Curiosity became the driving force as he began exploring.
“I was saying yes to everything because I wanted to experience everything,” he said. “I really wanted to know how people behave in sex.”
This experience ultimately reshaped his confidence. For years, my fear of rejection prevented me from fully forming intimate relationships, especially as a gay man with a disability. Ultimately, he realized that confidence was far more important than conforming to conventional beauty standards.

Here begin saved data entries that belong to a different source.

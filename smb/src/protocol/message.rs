use smb_core::error::SMBError;
use smb_core::{SMBFromBytes, SMBResult, SMBToBytes};

use crate::config::SMBClientConfig;
use crate::protocol::andx::{decode_chain, encode_chain};
use crate::protocol::body::SMBBody;
use crate::protocol::header::{SMB_HEADER_LENGTH, SMBHeader};
use crate::protocol::wire::{WireReader, WireWriter};

/// Outcome of checking a received message's signature.
#[derive(Debug, Default, Clone, Copy, PartialEq, Eq)]
pub enum Verification {
    #[default]
    Unchecked,
    Passed,
    Failed,
}

/// One header and the chain of bodies that share it.
///
/// Requests are encoded from `bodies`; responses are decoded into bodies the
/// caller prepared, one per link it expects back.
#[derive(Debug, Clone, PartialEq, Eq)]
pub struct SMBMessage {
    pub header: SMBHeader,
    pub bodies: Vec<SMBBody>,
    /// Encoded length of the frame, header included.
    pub length: usize,
    pub sign_seq: u32,
    pub verification: Verification,
    /// Links the last encode or decode actually carried.
    pub links: usize,
}

impl SMBMessage {
    pub fn new(header: SMBHeader, body: SMBBody) -> Self {
        Self {
            header,
            bodies: vec![body],
            length: 0,
            sign_seq: 0,
            verification: Verification::Unchecked,
            links: 0,
        }
    }

    /// A template to decode a response into.
    pub fn expecting(body: SMBBody) -> Self {
        Self::new(SMBHeader::default(), body)
    }

    pub fn chain(mut self, body: SMBBody) -> Self {
        self.bodies.push(body);
        self
    }

    pub fn head(&self) -> Option<&SMBBody> {
        self.bodies.first()
    }

    /// The header fields as seen by link `index` of the chain.
    pub fn link_header(&self, index: usize) -> Option<SMBHeader> {
        self.bodies.get(index).map(|body| self.header.for_link(body.command_code()))
    }

    /// Bodies the chain engine declined to put in the last encoded frame.
    pub fn unsent(&self) -> &[SMBBody] {
        &self.bodies[self.links.min(self.bodies.len())..]
    }

    pub fn encode(&mut self, config: &SMBClientConfig, max_size: usize) -> SMBResult<Vec<u8>> {
        let Some(head) = self.bodies.first() else {
            return Err(SMBError::precondition_failed("message has no body"));
        };
        self.header.command = head.command_code();
        let mut writer = WireWriter::new(max_size, self.header.is_unicode());
        writer.write_bytes(&self.header.smb_to_bytes())?;
        self.links = encode_chain(&mut writer, config, &self.bodies, self.header.is_response())?;
        self.length = writer.position();
        Ok(writer.into_bytes())
    }

    pub fn decode(&mut self, buffer: &[u8]) -> SMBResult<()> {
        let (_, header) = SMBHeader::smb_from_bytes(buffer)?;
        let Some(head) = self.bodies.first() else {
            return Err(SMBError::precondition_failed("message has no body"));
        };
        if head.command_code() != header.command {
            return Err(SMBError::protocol_error(format!(
                "received {:?} while expecting {:?}",
                header.command,
                head.command_code()
            )));
        }
        let mut reader = WireReader::new(buffer, header.is_unicode());
        reader.seek(SMB_HEADER_LENGTH);
        self.links = decode_chain(&mut reader, &header, &mut self.bodies)?;
        self.length = reader.position();
        self.header = header;
        Ok(())
    }
}

#[cfg(test)]
mod tests {
    use smb_core::nt_status::NTStatus;

    use crate::protocol::body::close::SMBCloseRequest;
    use crate::protocol::body::read::{SMBReadAndXRequest, SMBReadAndXResponse};
    use crate::protocol::body::SMBEmpty;
    use crate::protocol::header::{SMBCommandCode, SMBFlags2};

    use super::*;

    fn header() -> SMBHeader {
        let mut header = SMBHeader::new(SMBCommandCode::ReadAndX, 3, 4, 5, 6);
        header.flags2 |= SMBFlags2::UNICODE_STRINGS;
        header
    }

    #[test]
    fn encode_stamps_head_command_and_length() {
        let mut message = SMBMessage::new(header(), SMBBody::CloseRequest(SMBCloseRequest::new(9)));
        let bytes = message.encode(&SMBClientConfig::default(), 1024).unwrap();
        assert_eq!(message.header.command, SMBCommandCode::Close);
        assert_eq!(bytes[4], SMBCommandCode::Close as u8);
        assert_eq!(message.length, bytes.len());
        assert_eq!(message.links, 1);
    }

    #[test]
    fn every_link_sees_the_head_identifiers() {
        let mut response = SMBMessage::new(
            header().create_response_header(0),
            SMBBody::ReadAndXResponse(SMBReadAndXResponse::new(b"abc".to_vec())),
        ).chain(SMBBody::Empty(SMBEmpty::new(SMBCommandCode::Close)));
        let bytes = response.encode(&SMBClientConfig::default(), 1024).unwrap();
        assert_eq!(response.links, 2);

        let mut received = SMBMessage::expecting(SMBBody::ReadAndXResponse(SMBReadAndXResponse::default()))
            .chain(SMBBody::Empty(SMBEmpty::new(SMBCommandCode::Close)));
        received.decode(&bytes).unwrap();
        assert_eq!(received.links, 2);
        assert_eq!(received.length, bytes.len());
        let close = received.link_header(1).unwrap();
        assert_eq!(close.command, SMBCommandCode::Close);
        assert_eq!((close.tid, close.pid, close.uid, close.mid), (3, 4, 5, 6));
        assert!(matches!(&received.bodies[0], SMBBody::ReadAndXResponse(r) if r.data == b"abc"));
    }

    #[test]
    fn unexpected_head_command_is_protocol_error() {
        let mut response = SMBMessage::new(header().create_response_header(0), SMBBody::Empty(SMBEmpty::new(SMBCommandCode::Close)));
        let bytes = response.encode(&SMBClientConfig::default(), 1024).unwrap();
        let mut received = SMBMessage::expecting(SMBBody::ReadAndXResponse(SMBReadAndXResponse::default()));
        assert!(matches!(received.decode(&bytes), Err(SMBError::ProtocolError(_))));
    }

    #[test]
    fn unbatched_links_remain_unsent() {
        let config = SMBClientConfig { use_batching: false, ..Default::default() };
        let mut message = SMBMessage::new(header(), SMBBody::ReadAndXRequest(SMBReadAndXRequest::new(1, 0, 64)))
            .chain(SMBBody::CloseRequest(SMBCloseRequest::new(1)));
        message.encode(&config, 1024).unwrap();
        assert_eq!(message.unsent().len(), 1);
        assert_eq!(message.unsent()[0].command_code(), SMBCommandCode::Close);
    }

    #[test]
    fn error_response_decodes_without_words() {
        let mut response = SMBMessage::new(
            header().create_response_header(NTStatus::AccessDenied as u32),
            SMBBody::Empty(SMBEmpty::new(SMBCommandCode::ReadAndX)),
        );
        let bytes = response.encode(&SMBClientConfig::default(), 1024).unwrap();
        let mut received = SMBMessage::expecting(SMBBody::ReadAndXResponse(SMBReadAndXResponse::default()));
        received.decode(&bytes).unwrap();
        assert_eq!(received.header.nt_status(), NTStatus::AccessDenied);
        assert_eq!(received.length, SMB_HEADER_LENGTH + 3);
    }
}
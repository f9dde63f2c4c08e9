mod header;
mod command_code;
mod flags;
mod flags2;

pub use header::{SIGNATURE_LENGTH, SIGNATURE_OFFSET, SMB_HEADER_LENGTH};
pub use command_code::SMBCommandCode;

pub type SMBHeader = header::SMBHeader;
pub type SMBFlags = flags::SMBFlags;
pub type SMBFlags2 = flags2::SMBFlags2;
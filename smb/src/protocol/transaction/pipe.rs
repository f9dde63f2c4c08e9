//! TRANS_TRANSACT_NMPIPE: a write then read on a message-mode named pipe.

use serde::{Deserialize, Serialize};

pub const TRANS_TRANSACT_NMPIPE: u16 = 0x26;
pub const PIPE_NAME: &str = "\\PIPE\\";
pub const WAIT_FOREVER: u32 = 0xFFFF_FFFF;

#[derive(Serialize, Deserialize, Debug, Clone, PartialEq, Eq, Default)]
pub struct TransactNamedPipeRequest {
    pub fid: u16,
    pub data: Vec<u8>,
    pub max_data_count: u16,
}

impl TransactNamedPipeRequest {
    pub fn new(fid: u16, data: Vec<u8>, max_data_count: u16) -> Self {
        Self { fid, data, max_data_count }
    }

    pub(crate) fn setup(&self) -> Vec<u16> {
        vec![TRANS_TRANSACT_NMPIPE, self.fid]
    }
}

/// Whatever the pipe answered, verbatim.
#[derive(Serialize, Deserialize, Debug, Clone, PartialEq, Eq, Default)]
pub struct TransactNamedPipeResponse {
    pub data: Vec<u8>,
}
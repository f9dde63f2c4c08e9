use serde::{Deserialize, Serialize};

use smb_core::SMBResult;

use crate::protocol::body::SMBCommand;
use crate::protocol::header::SMBCommandCode;
use crate::protocol::wire::{WireReader, WireWriter};

/// MS-CIFS 2.2.4.54. Request and response share the same shape: the AndX
/// block and nothing else.
#[derive(Serialize, Deserialize, PartialEq, Eq, Debug, Clone, Copy, Default)]
pub struct SMBLogoffAndX;

impl SMBCommand for SMBLogoffAndX {
    fn command_code(&self) -> SMBCommandCode {
        SMBCommandCode::LogoffAndX
    }

    fn write_parameter_words(&self, _writer: &mut WireWriter) -> SMBResult<()> {
        Ok(())
    }

    fn write_bytes(&self, _writer: &mut WireWriter) -> SMBResult<()> {
        Ok(())
    }

    fn read_parameter_words(&mut self, _reader: &mut WireReader, _word_count: u8) -> SMBResult<()> {
        Ok(())
    }

    fn read_bytes(&mut self, _reader: &mut WireReader, _byte_count: usize) -> SMBResult<()> {
        Ok(())
    }
}
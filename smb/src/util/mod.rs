/// Credentials consumed by key derivation.
pub mod auth;
/// NTLM hashing, DES expansion and SMB1 signing key derivation.
pub mod crypto;
pub(crate) mod flags_helper;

“You tell people how they should feel about you,” he said. “I was once with a sexy guy who was very insecure, and he wasn’t hot at all.”
His relationships also gave him emotional stability as he navigated encounters and explorations.
“If I was single, I would have let some of these people destroy my life for four to six weeks,” he joked.
let sadness exist
Despite the book’s humor, Inspiration Porn also deals with tough times in O’Connell’s life, including her addiction to Percocet after a car accident.
He admitted that comedy often acts as a reflex, especially when discussing difficult experiences. However, while revising the manuscript, a friend advised me not to cut out specific moments as jokes.
“He said, ‘Just stay sad,'” O’Connell recalled.
Those notes remained with him throughout the editing process.
“There’s value in sitting in the uncomfortable reality of the moment,” he says. “And I’m not trying to downplay that.”
Still, humor is an integral part of his worldview. The balance between honesty and comedy is what gives Inspiration Porn its voice. One page might have readers laughing at a Grindr story, while the next cuts directly to loneliness, shame, or recovery.
And to be honest, that tension feels very Ryan O’Connell.
“I write gay things for gay people,” he said. “I really think so.”
Ryan O’Connell’s inspiration porn available now Wherever books are sold.